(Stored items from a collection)

########

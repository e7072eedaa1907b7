//! Node provisioning: create, wait for RUNNING, wait for the login port.

use std::sync::Arc;

use tokio::task::JoinSet;
use tracing::{debug, error, info, warn};

use crate::cleanup::IncidentalResources;
use crate::config::ConvergeConfig;
use crate::connection::{with_retry, BackoffPolicy, ShellConnector, ShellSession};
use crate::convergence::{ConvergenceTarget, StatusConvergence};
use crate::error::{ConvergeError, Result};
use crate::key_pair::{KeyPair, KeyPairApi, KeyPairCache};
use crate::node::NodeHandle;
use crate::provider::{NodeProvider, NodeRequest, NodeStatusSource};
use crate::security_group::{SecurityGroupApi, SecurityGroupCache};
use crate::socket::{HostAndPort, ReachabilityProbe, SocketOpenTester};
use crate::socket_finder::ConcurrentOpenSocketFinder;

/// A node that is RUNNING and accepting connections on its login port.
#[derive(Debug, Clone)]
pub struct ProvisionedNode {
    pub handle: NodeHandle,
    pub login: HostAndPort,
    pub security_group_id: String,
    pub key_pair: KeyPair,
}

/// Drives node creation and teardown for a group.
pub struct Provisioner<P, G: SecurityGroupApi, K: KeyPairApi, R = SocketOpenTester> {
    provider: Arc<P>,
    security_groups: Arc<SecurityGroupCache<G>>,
    key_pairs: Arc<KeyPairCache<K>>,
    finder: Arc<ConcurrentOpenSocketFinder<R>>,
    incidental: IncidentalResources<G, K>,
    connector: Option<Arc<dyn ShellConnector>>,
    config: ConvergeConfig,
}

impl<P, G, K, R> Provisioner<P, G, K, R>
where
    P: NodeProvider + 'static,
    G: SecurityGroupApi,
    K: KeyPairApi,
    R: ReachabilityProbe + 'static,
{
    pub fn new(
        provider: Arc<P>,
        security_groups: Arc<SecurityGroupCache<G>>,
        key_pairs: Arc<KeyPairCache<K>>,
        finder: ConcurrentOpenSocketFinder<R>,
        config: ConvergeConfig,
    ) -> Self {
        let incidental =
            IncidentalResources::new(Arc::clone(&security_groups), Arc::clone(&key_pairs), &config);
        // The finder refreshes nodes through the same provider so a node that
        // dies while its port is awaited fails fast.
        let status_source: Arc<dyn NodeStatusSource> = provider.clone();
        let finder = finder.with_status_source(status_source);
        Self {
            provider,
            security_groups,
            key_pairs,
            finder: Arc::new(finder),
            incidental,
            connector: None,
            config,
        }
    }

    /// Open a login session on each node once its port is reachable.
    pub fn with_login(mut self, connector: Arc<dyn ShellConnector>) -> Self {
        self.connector = Some(connector);
        self
    }

    pub fn incidental_resources(&self) -> &IncidentalResources<G, K> {
        &self.incidental
    }

    /// Create `count` nodes in the request's group.
    ///
    /// Fails as a whole only if the group's security group or key pair cannot
    /// be materialized. After that every node is independent: the returned
    /// vector holds one outcome per node, in creation order.
    pub async fn create_nodes(
        &self,
        request: &NodeRequest,
        count: usize,
    ) -> Result<Vec<Result<ProvisionedNode>>> {
        if request.group.is_empty() {
            return Err(ConvergeError::Configuration("node group must not be empty".to_string()));
        }

        let security_group_id = self
            .security_groups
            .get(&request.region, &request.group, &request.inbound_ports)
            .await?
            .id;
        let key_pair = self.key_pairs.get(&request.region, &request.group).await?;

        info!(
            region = %request.region,
            group = %request.group,
            count,
            security_group = %security_group_id,
            key_pair = %key_pair.name,
            "Creating nodes"
        );

        let mut tasks = JoinSet::new();
        for index in 0..count {
            let ctx = NodeTask {
                provider: Arc::clone(&self.provider),
                finder: Arc::clone(&self.finder),
                connector: self.connector.clone(),
                config: self.config.clone(),
                request: request.clone(),
                security_group_id: security_group_id.clone(),
                key_pair: key_pair.clone(),
            };
            tasks.spawn(async move { (index, ctx.run(index).await) });
        }

        let mut outcomes: Vec<Option<Result<ProvisionedNode>>> = (0..count).map(|_| None).collect();
        while let Some(joined) = tasks.join_next().await {
            match joined {
                Ok((index, outcome)) => outcomes[index] = Some(outcome),
                Err(e) => error!(error = %e, "Node provisioning task failed"),
            }
        }

        let outcomes: Vec<Result<ProvisionedNode>> = outcomes
            .into_iter()
            .map(|o| o.unwrap_or_else(|| Err(ConvergeError::Cancelled("node provisioning task".to_string()))))
            .collect();
        let ready = outcomes.iter().filter(|o| o.is_ok()).count();
        info!(group = %request.group, ready, failed = count - ready, "Finished creating nodes");
        Ok(outcomes)
    }

    /// Destroy `ids` best-effort, wait for them to go away, then remove the
    /// group's security group and key pair.
    ///
    /// Returns whether the incidental resources were cleaned up.
    pub async fn destroy_nodes_in_group(&self, region: &str, group: &str, ids: &[String]) -> Result<bool> {
        let mut tasks = JoinSet::new();
        for id in ids {
            let provider = Arc::clone(&self.provider);
            let config = self.config.clone();
            let id = id.clone();
            tasks.spawn(async move { destroy_node(provider, &config, &id).await });
        }
        while let Some(joined) = tasks.join_next().await {
            if let Err(e) = joined {
                warn!(error = %e, "Node destroy task failed");
            }
        }

        self.incidental.clean_up(region, group).await
    }
}

async fn destroy_node<P: NodeProvider>(provider: Arc<P>, config: &ConvergeConfig, id: &str) {
    debug!(node_id = %id, "Destroying node");
    if let Err(e) = provider.destroy_node(id).await {
        warn!(node_id = %id, error = %e, "Failed to destroy node");
        return;
    }

    let snapshot = match provider.refresh_node(id).await {
        Ok(Some(snapshot)) => snapshot,
        Ok(None) => return,
        Err(e) => {
            warn!(node_id = %id, error = %e, "Failed to refresh destroyed node");
            return;
        }
    };
    let handle = NodeHandle::new(snapshot);
    match StatusConvergence::new(provider, ConvergenceTarget::terminated(), config)
        .apply(&handle)
        .await
    {
        Ok(_) | Err(ConvergeError::ResourceDisappeared { .. }) => {
            info!(node_id = %id, "Node destroyed");
        }
        Err(e) => warn!(node_id = %id, error = %e, "Node did not terminate"),
    }
}

/// Everything one node's provisioning task owns.
struct NodeTask<P, R> {
    provider: Arc<P>,
    finder: Arc<ConcurrentOpenSocketFinder<R>>,
    connector: Option<Arc<dyn ShellConnector>>,
    config: ConvergeConfig,
    request: NodeRequest,
    security_group_id: String,
    key_pair: KeyPair,
}

impl<P: NodeProvider, R: ReachabilityProbe + 'static> NodeTask<P, R> {
    async fn run(self, index: usize) -> Result<ProvisionedNode> {
        let snapshot = self
            .provider
            .create_node(&self.request, &self.security_group_id, &self.key_pair.name)
            .await
            .map_err(|source| ConvergeError::Submission {
                operation: format!("node {} of group {}", index, self.request.group),
                source,
            })?;
        let handle = NodeHandle::new(snapshot);
        debug!(node_id = %handle.id(), index, "Node submitted");

        StatusConvergence::new(Arc::clone(&self.provider), ConvergenceTarget::running(), &self.config)
            .apply(&handle)
            .await?;

        let login = self
            .finder
            .find_open_socket(&handle, self.request.login_port, self.config.port_open_timeout())
            .await?;

        if let Some(connector) = self.connector {
            let credentials = handle.snapshot().credentials.clone();
            let mut session = ShellSession::new(connector, login.clone(), credentials);
            with_retry(&mut session, &BackoffPolicy::from_config(&self.config)).await?;
            if let Err(e) = session.close().await {
                warn!(node_id = %handle.id(), error = %e, "Failed to close login session");
            }
        }

        info!(node_id = %handle.id(), login = %login, "Node ready");
        Ok(ProvisionedNode {
            handle,
            login,
            security_group_id: self.security_group_id,
            key_pair: self.key_pair,
        })
    }
}
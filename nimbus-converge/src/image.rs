//! Asynchronous image creation with background readiness polling.

use std::fmt;
use std::future::Future;
use std::pin::Pin;
use std::sync::{Arc, Mutex, PoisonError};
use std::task::{Context, Poll};
use std::time::Duration;

use async_trait::async_trait;
use serde::{Deserialize, Serialize};
use tokio::task::JoinHandle;
use tracing::{debug, info, warn};

use crate::config::ConvergeConfig;
use crate::error::{ConvergeError, ProviderError, Result};
use crate::retry::RetryablePredicate;

/// Lifecycle status of a machine image.
#[derive(Debug, Clone, Copy, PartialEq, Eq, Hash, Serialize, Deserialize)]
#[serde(rename_all = "SCREAMING_SNAKE_CASE")]
pub enum ImageStatus {
    Pending,
    Available,
    Failed,
    Deleted,
    Unrecognized,
}

impl fmt::Display for ImageStatus {
    fn fmt(&self, f: &mut fmt::Formatter<'_>) -> fmt::Result {
        let s = match self {
            ImageStatus::Pending => "PENDING",
            ImageStatus::Available => "AVAILABLE",
            ImageStatus::Failed => "FAILED",
            ImageStatus::Deleted => "DELETED",
            ImageStatus::Unrecognized => "UNRECOGNIZED",
        };
        f.write_str(s)
    }
}

#[derive(Debug, Clone, PartialEq, Eq, Serialize, Deserialize)]
pub struct Image {
    pub id: String,
    pub name: String,
    pub status: ImageStatus,
    pub description: Option<String>,
}

/// Request to bake an image from an existing node.
#[derive(Debug, Clone, PartialEq, Eq, Serialize, Deserialize)]
pub struct ImageTemplate {
    pub name: String,
    pub source_node_id: String,
    pub description: Option<String>,
}

impl ImageTemplate {
    pub fn from_node(name: impl Into<String>, source_node_id: impl Into<String>) -> Self {
        Self {
            name: name.into(),
            source_node_id: source_node_id.into(),
            description: None,
        }
    }
}

/// Provider primitives for image baking.
#[async_trait]
pub trait ImageService: Send + Sync {
    /// Start the bake and return the provisional image id.
    async fn begin_image_creation(&self, template: &ImageTemplate) -> std::result::Result<String, ProviderError>;

    async fn describe_image(&self, id: &str) -> std::result::Result<Option<Image>, ProviderError>;

    async fn delete_image(&self, id: &str) -> std::result::Result<(), ProviderError>;
}

/// Handle to an image bake that is being polled in the background.
///
/// Await it for the finished [`Image`]. Dropping it leaves the poll running;
/// [`cancel`](Self::cancel) stops the poll but does not undo the bake.
#[derive(Debug)]
pub struct ImageCreation {
    image_id: String,
    task: JoinHandle<Result<Image>>,
}

impl ImageCreation {
    pub fn image_id(&self) -> &str {
        &self.image_id
    }

    pub fn cancel(&self) {
        debug!(image_id = %self.image_id, "Cancelling image poll");
        self.task.abort();
    }

    pub fn is_finished(&self) -> bool {
        self.task.is_finished()
    }
}

impl Future for ImageCreation {
    type Output = Result<Image>;

    fn poll(self: Pin<&mut Self>, cx: &mut Context<'_>) -> Poll<Self::Output> {
        let this = self.get_mut();
        match Pin::new(&mut this.task).poll(cx) {
            Poll::Pending => Poll::Pending,
            Poll::Ready(Ok(result)) => Poll::Ready(result),
            Poll::Ready(Err(e)) if e.is_cancelled() => Poll::Ready(Err(ConvergeError::Cancelled(
                format!("polling for image {} was cancelled", this.image_id),
            ))),
            Poll::Ready(Err(e)) => Poll::Ready(Err(ConvergeError::Cancelled(format!(
                "polling task for image {} failed: {}",
                this.image_id, e
            )))),
        }
    }
}

/// Submits image bakes and polls them to AVAILABLE on a background task.
pub struct ImageReadyPoller<S> {
    service: Arc<S>,
    max_wait: Duration,
    period: Duration,
    max_period: Duration,
}

impl<S: ImageService + 'static> ImageReadyPoller<S> {
    pub fn new(service: Arc<S>, config: &ConvergeConfig) -> Self {
        Self {
            service,
            max_wait: config.image_max_wait(),
            period: config.image_poll_period(),
            max_period: config.image_max_poll_period(),
        }
    }

    pub fn with_max_wait(mut self, max_wait: Duration) -> Self {
        self.max_wait = max_wait;
        self
    }

    /// Fixed polling when `max_period` equals `period`.
    pub fn with_period(mut self, period: Duration, max_period: Duration) -> Self {
        self.period = period;
        self.max_period = max_period;
        self
    }

    /// Submit the bake, then poll for it in the background.
    ///
    /// A rejected submission is returned here and nothing is polled.
    pub async fn create_image(&self, template: &ImageTemplate) -> Result<ImageCreation> {
        let image_id = self
            .service
            .begin_image_creation(template)
            .await
            .map_err(|source| ConvergeError::Submission {
                operation: format!("image creation '{}' from node {}", template.name, template.source_node_id),
                source,
            })?;

        info!(
            image_id = %image_id,
            name = %template.name,
            node_id = %template.source_node_id,
            "Image creation submitted"
        );

        let retry = RetryablePredicate::new(self.max_wait, self.period).with_max_period(self.max_period);
        let task = tokio::spawn(wait_for_image(Arc::clone(&self.service), image_id.clone(), retry));

        Ok(ImageCreation { image_id, task })
    }

    /// Best-effort delete. Provider errors become `false`.
    pub async fn delete_image(&self, id: &str) -> bool {
        match self.service.delete_image(id).await {
            Ok(()) => {
                info!(image_id = %id, "Image deleted");
                true
            }
            Err(e) => {
                warn!(image_id = %id, error = %e, "Failed to delete image");
                false
            }
        }
    }
}

async fn wait_for_image<S: ImageService>(
    service: Arc<S>,
    image_id: String,
    retry: RetryablePredicate,
) -> Result<Image> {
    let latest: &Mutex<Option<Image>> = &Mutex::new(None);
    let service = service.as_ref();
    let id = image_id.as_str();

    let ready = retry
        .apply::<_, _, ConvergeError>(move || async move {
            let Some(image) = service.describe_image(id).await? else {
                return Err(ConvergeError::ResourceDisappeared {
                    id: id.to_string(),
                    target: ImageStatus::Available.to_string(),
                });
            };
            let status = image.status;
            debug!(image_id = %id, status = %status, "Polled image");
            *latest.lock().unwrap_or_else(PoisonError::into_inner) = Some(image);

            match status {
                ImageStatus::Available => Ok(true),
                ImageStatus::Failed | ImageStatus::Deleted => Err(ConvergeError::ImageFailed {
                    id: id.to_string(),
                    status,
                }),
                _ => Ok(false),
            }
        })
        .await;

    let last = latest.lock().unwrap_or_else(PoisonError::into_inner).take();
    match (ready?, last) {
        (true, Some(image)) => {
            info!(image_id = %image.id, name = %image.name, "Image available");
            Ok(image)
        }
        (_, last) => {
            let last_status = last.map(|i| i.status).unwrap_or(ImageStatus::Pending);
            warn!(
                image_id = %image_id,
                max_wait_secs = retry.timeout().as_secs(),
                status = %last_status,
                "Image not available in time"
            );
            Err(ConvergeError::ImageTimeout {
                id: image_id,
                max_wait_secs: retry.timeout().as_secs(),
                last_status,
            })
        }
    }
}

########

**WHAT IS REQUIRED**
Copy out, word for word, the part of the entries above that begins at the line with "self.task.abort();" and ends at the line with "let this = self.get_mut();", including both.

**ANSWER TO THE EXERCISE**
        self.task.abort();
    }

    pub fn is_finished(&self) -> bool {
        self.task.is_finished()
    }
}

impl Future for ImageCreation {
    type Output = Result<Image>;

    fn poll(self: Pin<&mut Self>, cx: &mut Context<'_>) -> Poll<Self::Output> {
        let this = self.get_mut();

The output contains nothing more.